The News editorial focused on stories of the nine exonerees in attendance at the event, who collectively spent more than 161 years behind bars for crimes they did not commit. Said the News' editorial board:
To be effective, an Innocence Commission needs authority to do more than just make recommendations, but should have the power to review possible wrongful convictions independently, especially where scientific advances or other evidence cast doubt on whole classes of older final convictions. There needs to be some vehicle for innocent people whose cases are examined to actually be released if they didn't commit the crime.
Some told their stories with passion and resolve, others with sadness. The facts chill to the bone. They reveal how scant or sketchy evidence, faulty witness identification, faulty forensics and gamesmanship by prosecutors helped railroad innocent people – and let the guilty get away.
"It was a nightmare," said Mr. McGowan, erroneously picked out of a photo lineup by a rape victim in Richardson in 1985. "It could happen to your kids; it could happen to you."
Lawmakers in Texas must do something about that ghastly possibility. Eight lawmakers were in the audience Thursday to hear the testimonials of the exonerated men. Also attending were legal experts, judges, police brass and other law enforcement officials.
They gathered at the invitation of Sen. Rodney Ellis of Houston, who has championed the forMation of a state innocence commission to dissect cases of exonerated people and recommend ways to improve the system. The concept is a sound one and has been adopted by at least five states.
It's needed badly in Texas, which has 33 DNA-established exonerations to date, more than any other state. Seventeen are from Dallas County, more than in any other U.S. county.
News flashes about Dallas cases obscure the fact that local exonerations would not be achieved were it not for the sound practice of storing biological evidence in all criminal cases. No other Texas county has done that; one can only imagine how many wrongly convicted people from the 253 other Texas counties have no shot at DNA exoneration. A special commission could recommend best practices for evidence storage, among a long list of other law enforcement procedures.
For example, I've been writing about arson cases and how many past convictions were based on flawed forensic evidence that's since been disproven, including one death penalty case where the defendant was executed. These cases may be among the best reasons for creating an innocence commission - with arson we find a class of hundreds of cases that all need to be vetted because of new scientific advancements casting many old convictions in doubt. There's no procedure in existing law for handling that problem.

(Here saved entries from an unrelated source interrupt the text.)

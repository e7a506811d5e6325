//! Legacy migration and its event log.

use anyhow::Result;
use review_core::{Direction, KeyValueStore, ProfileKeyResolver, UnifiedSpacedRepetition};

pub fn migrate<S: KeyValueStore, R: ProfileKeyResolver>(
    sr: &mut UnifiedSpacedRepetition<S, R>,
    direction: Direction,
) -> Result<String> {
    let report = sr.migrate_all_legacy(direction);
    Ok(format!(
        "migrated {}, skipped {}, failed {}",
        report.migrated, report.skipped, report.failed
    ))
}

/// Events recorded by this process only; the log is not persisted.
pub fn log<S: KeyValueStore, R: ProfileKeyResolver>(
    sr: &UnifiedSpacedRepetition<S, R>,
) -> Result<String> {
    Ok(serde_json::to_string_pretty(&sr.get_migration_log())?)
}
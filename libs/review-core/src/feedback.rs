//! Short English summaries of a graded review.

use crate::phase::PhaseCalculator;
use crate::types::{from_millis, GradeFeedback, ReviewState, PASSING_GRADE};

const GRADE_NAMES: [&str; 6] = ["Again", "Hard", "Good", "Good", "Easy", "Easy"];

/// Human readable interval: days, then weeks, months and years.
pub fn format_interval(days: u32) -> String {
    let scaled = |unit: f64| (days as f64 / unit).round() as u32;
    match days {
        1 => "1 day".to_string(),
        0..=6 => format!("{} days", days),
        7..=29 => format!("{} weeks", scaled(7.0)),
        30..=364 => format!("{} months", scaled(30.0)),
        _ => format!("{} years", scaled(365.0)),
    }
}

/// Feedback for `state`, the record returned after grading with `grade`.
pub fn grade_feedback(grade: u8, state: &ReviewState, phases: &PhaseCalculator) -> GradeFeedback {
    let grade_name = GRADE_NAMES.get(grade as usize).copied().unwrap_or("Unknown");
    let phase_name = phases.phase_details(state.phase).name;

    let message = if grade < PASSING_GRADE {
        let plural = if state.interval == 1 { "" } else { "s" };
        format!("{} - Review again in {} day{}", grade_name, state.interval, plural)
    } else {
        format!(
            "{} - Next review in {} ({})",
            grade_name,
            format_interval(state.interval),
            phase_name
        )
    };

    GradeFeedback {
        grade,
        interval: state.interval,
        phase: state.phase,
        phase_name,
        next_review: from_millis(state.next_review),
        message,
    }
}
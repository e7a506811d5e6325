//! Core types for the review scheduler.

use chrono::{DateTime, Utc};
use serde::{Deserialize, Serialize};

/// Milliseconds in one scheduling day.
pub const MS_PER_DAY: i64 = 24 * 60 * 60 * 1000;

/// Layout generation written by this crate.
pub const CURRENT_SCHEMA_VERSION: u32 = 3;

/// Highest accepted review grade.
pub const MAX_GRADE: u8 = 5;

/// Grades at or above this value count as a successful recall.
pub const PASSING_GRADE: u8 = 3;

/// Translation direction tracked by a review record.
#[derive(Debug, Clone, Copy, PartialEq, Eq, Hash, Serialize, Deserialize)]
pub enum Direction {
    #[serde(rename = "A→B")]
    SourceToTarget,
    #[serde(rename = "B→A")]
    TargetToSource,
}

impl Default for Direction {
    fn default() -> Self {
        Self::SourceToTarget
    }
}

impl Direction {
    /// Get the direction label used in storage keys and JSON.
    pub fn as_str(&self) -> &'static str {
        match self {
            Self::SourceToTarget => "A→B",
            Self::TargetToSource => "B→A",
        }
    }

    /// Parse from a label. ASCII spellings are accepted for shells.
    pub fn from_str(s: &str) -> Option<Self> {
        match s {
            "A→B" | "A->B" | "a-b" => Some(Self::SourceToTarget),
            "B→A" | "B->A" | "b-a" => Some(Self::TargetToSource),
            _ => None,
        }
    }
}

impl std::fmt::Display for Direction {
    fn fmt(&self, f: &mut std::fmt::Formatter<'_>) -> std::fmt::Result {
        f.write_str(self.as_str())
    }
}

/// Discrete mastery band. Stored as an integer: 0 is Learned, 1-6 are the bands.
#[derive(Debug, Clone, Copy, PartialEq, Eq, Hash, Serialize, Deserialize)]
#[serde(into = "u8", try_from = "u8")]
pub enum Phase {
    Learned,
    New,
    Learning,
    Familiar,
    Known,
    Mastered,
    Expert,
}

impl Phase {
    /// All phases in ascending mastery order.
    pub const ASCENDING: [Phase; 7] = [
        Phase::New,
        Phase::Learning,
        Phase::Familiar,
        Phase::Known,
        Phase::Mastered,
        Phase::Expert,
        Phase::Learned,
    ];

    /// Stored phase number (0-6).
    pub fn number(self) -> u8 {
        match self {
            Self::Learned => 0,
            Self::New => 1,
            Self::Learning => 2,
            Self::Familiar => 3,
            Self::Known => 4,
            Self::Mastered => 5,
            Self::Expert => 6,
        }
    }

    /// Create from stored phase number.
    pub fn from_number(value: u8) -> Option<Self> {
        match value {
            0 => Some(Self::Learned),
            1 => Some(Self::New),
            2 => Some(Self::Learning),
            3 => Some(Self::Familiar),
            4 => Some(Self::Known),
            5 => Some(Self::Mastered),
            6 => Some(Self::Expert),
            _ => None,
        }
    }

    /// Position on the mastery ladder: New is 1, Learned is 7.
    pub fn rank(self) -> u8 {
        match self {
            Self::Learned => 7,
            other => other.number(),
        }
    }

    /// Phase for a ladder position, clamped to the ladder.
    pub fn from_rank(rank: u8) -> Self {
        match rank {
            0 | 1 => Self::New,
            7.. => Self::Learned,
            n => Self::from_number(n).unwrap_or(Self::New),
        }
    }

    /// Next phase up the ladder, if any.
    pub fn next(self) -> Option<Self> {
        match self {
            Self::Learned => None,
            other => Some(Self::from_rank(other.rank() + 1)),
        }
    }
}

impl From<Phase> for u8 {
    fn from(phase: Phase) -> u8 {
        phase.number()
    }
}

impl TryFrom<u8> for Phase {
    type Error = String;

    fn try_from(value: u8) -> std::result::Result<Self, Self::Error> {
        Self::from_number(value).ok_or_else(|| format!("phase out of range: {}", value))
    }
}

/// Review state for one item in one direction, scoped to a profile.
#[derive(Debug, Clone, PartialEq, Serialize, Deserialize)]
#[serde(rename_all = "camelCase")]
pub struct ReviewState {
    pub item_id: String,
    pub direction: Direction,
    pub schema_version: u32,
    pub ease_factor: f64,
    pub interval: u32,
    pub repetitions: u32,
    pub phase: Phase,
    pub next_review: i64,
    pub last_review: Option<i64>,
    pub total_reviews: u32,
    pub correct_answers: u32,
    pub correct_streak: u32,
    pub created: i64,
    pub updated: i64,
}

impl ReviewState {
    /// Whether the item is due at `now` (epoch ms).
    pub fn is_due(&self, now: i64) -> bool {
        self.next_review <= now
    }

    /// Share of correct answers in percent, if reviewed at all.
    pub fn accuracy(&self) -> Option<f64> {
        if self.total_reviews == 0 {
            None
        } else {
            Some(self.correct_answers as f64 / self.total_reviews as f64 * 100.0)
        }
    }
}

/// Aggregate statistics over the active profile.
#[derive(Debug, Clone, PartialEq, Serialize)]
#[serde(rename_all = "camelCase")]
pub struct ReviewStats {
    pub total: usize,
    pub due: usize,
    pub avg_ease_factor: f64,
    pub avg_accuracy: u32,
    #[serde(serialize_with = "serialize_direction_filter")]
    pub direction: Option<Direction>,
}

fn serialize_direction_filter<S: serde::Serializer>(
    direction: &Option<Direction>,
    serializer: S,
) -> std::result::Result<S::Ok, S::Error> {
    serializer.serialize_str(direction.map(|d| d.as_str()).unwrap_or("all"))
}

/// Outcome counts of a batch legacy migration.
#[derive(Debug, Clone, Copy, Default, PartialEq, Eq, Serialize)]
pub struct MigrationReport {
    pub migrated: usize,
    pub failed: usize,
    pub skipped: usize,
}

/// Outcome counts of an import.
#[derive(Debug, Clone, Copy, Default, PartialEq, Eq, Serialize)]
pub struct ImportReport {
    pub imported: usize,
    pub skipped: usize,
    pub failed: usize,
}

/// Summary shown to the learner after grading.
#[derive(Debug, Clone, Serialize)]
#[serde(rename_all = "camelCase")]
pub struct GradeFeedback {
    pub grade: u8,
    pub interval: u32,
    pub phase: Phase,
    pub phase_name: &'static str,
    pub next_review: DateTime<Utc>,
    pub message: String,
}

/// Convert epoch milliseconds into a UTC timestamp.
pub fn from_millis(ms: i64) -> DateTime<Utc> {
    DateTime::from_timestamp_millis(ms).unwrap_or_default()
}
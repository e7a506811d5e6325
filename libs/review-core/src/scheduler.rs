//! Unified spaced repetition scheduler.
//!
//! Ties together the SM-2 algorithm, the phase calculator, profile-scoped
//! storage and the forward migration of older record generations.
//!
//! Due-item, statistics and export queries scan every key in the medium.
//! There is no profile or direction index; item counts are expected to stay
//! in the low thousands.

use crate::algorithm::sm2::Sm2;
use crate::algorithm::ReviewAlgorithm;
use crate::error::{Result, SchedulerError};
use crate::feedback;
use crate::generation::{classify_value, Generation, NormalizeContext, StoredRecord};
use crate::keys::{ProfileKeyResolver, ReviewKey};
use crate::migration_log::{MigrationEvent, MigrationLog, MigrationLogEntry};
use crate::phase::{PhaseCalculator, PhaseStatistics};
use crate::store::{KeyValueStore, ReviewStateStore, ScannedKey};
use crate::types::{
    Direction, GradeFeedback, ImportReport, MigrationReport, ReviewState, ReviewStats,
    CURRENT_SCHEMA_VERSION, MAX_GRADE,
};
use chrono::{DateTime, Utc};
use serde::{Deserialize, Serialize};
use serde_json::Value;
use std::collections::BTreeMap;

/// Scheduler settings. The key namespace comes from the resolver.
#[derive(Debug, Clone, Default)]
pub struct SchedulerConfig {
    /// Direction used when a record or caller does not name one.
    pub default_direction: Direction,
}

/// Exported snapshot of the active profile.
#[derive(Debug, Clone, Serialize, Deserialize)]
pub struct ExportSnapshot {
    pub version: u32,
    pub exported: i64,
    pub states: BTreeMap<String, ReviewState>,
}

type Clock = Box<dyn Fn() -> DateTime<Utc>>;

/// Review scheduler over an injected medium and profile resolver.
pub struct UnifiedSpacedRepetition<S, R> {
    store: ReviewStateStore<S>,
    resolver: R,
    config: SchedulerConfig,
    algorithm: Box<dyn ReviewAlgorithm>,
    phases: PhaseCalculator,
    log: MigrationLog,
    clock: Clock,
}
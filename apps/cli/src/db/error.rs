//! Database error types.

use review_core::StoreError;
use thiserror::Error;

#[derive(Debug, Error)]
pub enum DbError {
    #[error("sqlite error: {0}")]
    Sqlite(#[from] rusqlite::Error),

    #[error("unsupported schema version {found}, expected {expected}")]
    SchemaVersion { found: i32, expected: i32 },
}

impl From<DbError> for StoreError {
    fn from(err: DbError) -> Self {
        StoreError::Unavailable(err.to_string())
    }
}
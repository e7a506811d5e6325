//! In-memory record of detection and migration events. Not persisted.

use crate::generation::Generation;
use crate::types::{Direction, MigrationReport};
use serde::Serialize;

#[derive(Debug, Clone, PartialEq, Serialize)]
#[serde(tag = "type", rename_all = "snake_case")]
pub enum MigrationEvent {
    /// Legacy keys found at start-up.
    Detection { count: usize },
    /// Records without a phase found at start-up.
    PhaselessDetection { count: usize },
    /// One record moved forward.
    Migration {
        #[serde(rename = "itemId")]
        item_id: String,
        direction: Direction,
        from: Generation,
        to: Generation,
    },
    BatchMigration { results: MigrationReport },
}

#[derive(Debug, Clone, PartialEq, Serialize)]
pub struct MigrationLogEntry {
    pub timestamp: i64,
    #[serde(flatten)]
    pub event: MigrationEvent,
}

/// Append-only event list.
#[derive(Debug, Clone, Default)]
pub struct MigrationLog {
    entries: Vec<MigrationLogEntry>,
}

impl MigrationLog {
    pub fn record(&mut self, timestamp: i64, event: MigrationEvent) {
        tracing::debug!(?event, "migration log");
        self.entries.push(MigrationLogEntry { timestamp, event });
    }

    pub fn entries(&self) -> &[MigrationLogEntry] {
        &self.entries
    }
}

#[cfg(test)]
mod tests {
    use super::*;

    #[test]
    fn entries_serialize_flat() {
        let mut log = MigrationLog::default();
        log.record(
            42,
            MigrationEvent::Migration {
                item_id: "haus".into(),
                direction: Direction::SourceToTarget,
                from: Generation::Legacy,
                to: Generation::Profiled,
            },
        );
        let json = serde_json::to_value(&log.entries()[0]).unwrap();
        assert_eq!(json["type"], "migration");
        assert_eq!(json["timestamp"], 42);
        assert_eq!(json["itemId"], "haus");
        assert_eq!(json["from"], "legacy");
    }
}
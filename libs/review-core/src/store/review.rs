//! Review-record persistence on top of a [`KeyValueStore`].

use super::KeyValueStore;
use crate::error::Result;
use crate::generation::{parse_any_generation, StoredRecord};
use crate::keys::ReviewKey;
use crate::types::ReviewState;

/// A storage key that parsed as a review-record key.
#[derive(Debug, Clone, PartialEq, Eq)]
pub struct ScannedKey {
    pub key: String,
    pub parsed: ReviewKey,
}

/// Loads, saves and enumerates review records.
#[derive(Debug)]
pub struct ReviewStateStore<S> {
    medium: S,
}

impl<S: KeyValueStore> ReviewStateStore<S> {
    pub fn new(medium: S) -> Self {
        Self { medium }
    }

    pub fn medium(&self) -> &S {
        &self.medium
    }

    pub fn medium_mut(&mut self) -> &mut S {
        &mut self.medium
    }

    /// Read and classify the record at `key`.
    ///
    /// Missing, unreadable and malformed records all come back as `None`.
    pub fn load(&self, key: &str) -> Option<StoredRecord> {
        let raw = match self.medium.get(key) {
            Ok(Some(raw)) => raw,
            Ok(None) => return None,
            Err(e) => {
                tracing::warn!(key, error = %e, "failed to read review record");
                return None;
            }
        };

        match parse_any_generation(&raw) {
            Ok(record) => Some(record),
            Err(e) => {
                tracing::warn!(key, error = %e, "ignoring malformed review record");
                None
            }
        }
    }

    /// Whether any value is stored at `key`, readable or not.
    pub fn contains(&self, key: &str) -> bool {
        matches!(self.medium.get(key), Ok(Some(_)))
    }

    pub fn save(&mut self, key: &str, state: &ReviewState) -> Result<()> {
        let data = serde_json::to_string(state)?;
        self.medium.set(key, &data)?;
        Ok(())
    }

    pub fn remove(&mut self, key: &str) -> Result<()> {
        self.medium.remove(key)?;
        Ok(())
    }

    /// Every review-record key under `namespace`. Full scan of the medium.
    pub fn scan(&self, namespace: &str) -> Result<Vec<ScannedKey>> {
        let keys = self.medium.keys()?;
        Ok(keys
            .into_iter()
            .filter_map(|key| {
                ReviewKey::parse(namespace, &key).map(|parsed| ScannedKey { key, parsed })
            })
            .collect())
    }
}

#[cfg(test)]
mod tests {
    use super::*;
    use crate::generation::Generation;
    use crate::store::MemoryStore;

    #[test]
    fn malformed_records_read_as_missing() {
        let mut medium = MemoryStore::new();
        medium.set("vocab:review:broken", "{not json").unwrap();
        medium.set("vocab:review:array", "[1]").unwrap();
        let store = ReviewStateStore::new(medium);
        assert!(store.load("vocab:review:broken").is_none());
        assert!(store.load("vocab:review:array").is_none());
        assert!(store.load("vocab:review:absent").is_none());
        assert!(store.contains("vocab:review:broken"));
    }

    #[test]
    fn scan_keeps_only_review_keys() {
        let mut medium = MemoryStore::new();
        medium.set("vocab:review:a", r#"{"easinessFactor": 2.0}"#).unwrap();
        medium.set("vocab:anna:review_b_A→B", "{}").unwrap();
        medium.set("vocab:active_profile", "anna").unwrap();
        medium.set("elsewhere:review:c", "{}").unwrap();
        let store = ReviewStateStore::new(medium);

        let scanned = store.scan("vocab").unwrap();
        assert_eq!(scanned.len(), 2);
        assert_eq!(scanned[0].parsed.generation(), Generation::Profiled);
        assert_eq!(scanned[1].parsed.generation(), Generation::Legacy);
    }
}
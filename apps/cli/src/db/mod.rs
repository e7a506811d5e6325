//! Local SQLite medium for review records.

pub mod error;
pub mod schema;
pub mod store;

pub use error::DbError;
pub use store::SqliteStore;
pub mod connection;
pub mod fixtures;
pub mod migrations;
pub mod repositories;

pub use connection::{connect, connect_with_settings, DbPool};
pub use fixtures::{DemoDataset, SeedResult, VerificationResult};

Last year legislation to create an innocence commission was killed by Democrats in the House Criminal Jurisprudence Committee after passing out of the Republican controlled Texas Senate. The Chair of that committee, Tom Craddick ally Rep. Aaron Peña, was noticeably absent from last week's innocence summit, so it's hard to say whether his committee will be any more receptive to the idea in 2009.
If an innocence commission would have teeth and power to investigate old cases, I think it could be a great idea. If it's going to become a watered down entity that only makes recommendations, though, there are plenty of substantive procedural reforms - including improving eyewitness ID procedures, recording interrogations, giving prisoners limited open records access, and improving access to the courts for writ writers - that could more effectively prevent or correct wrongful convictions.
BLOGVERSATION: Scott Greenfield at Simple Justice says every criminal case needs an "innocence commission of one," with the judge as the "innocence commissioner." I don't think that's how Texas judges tend to view their jobs, certainly at the highest appellate levels.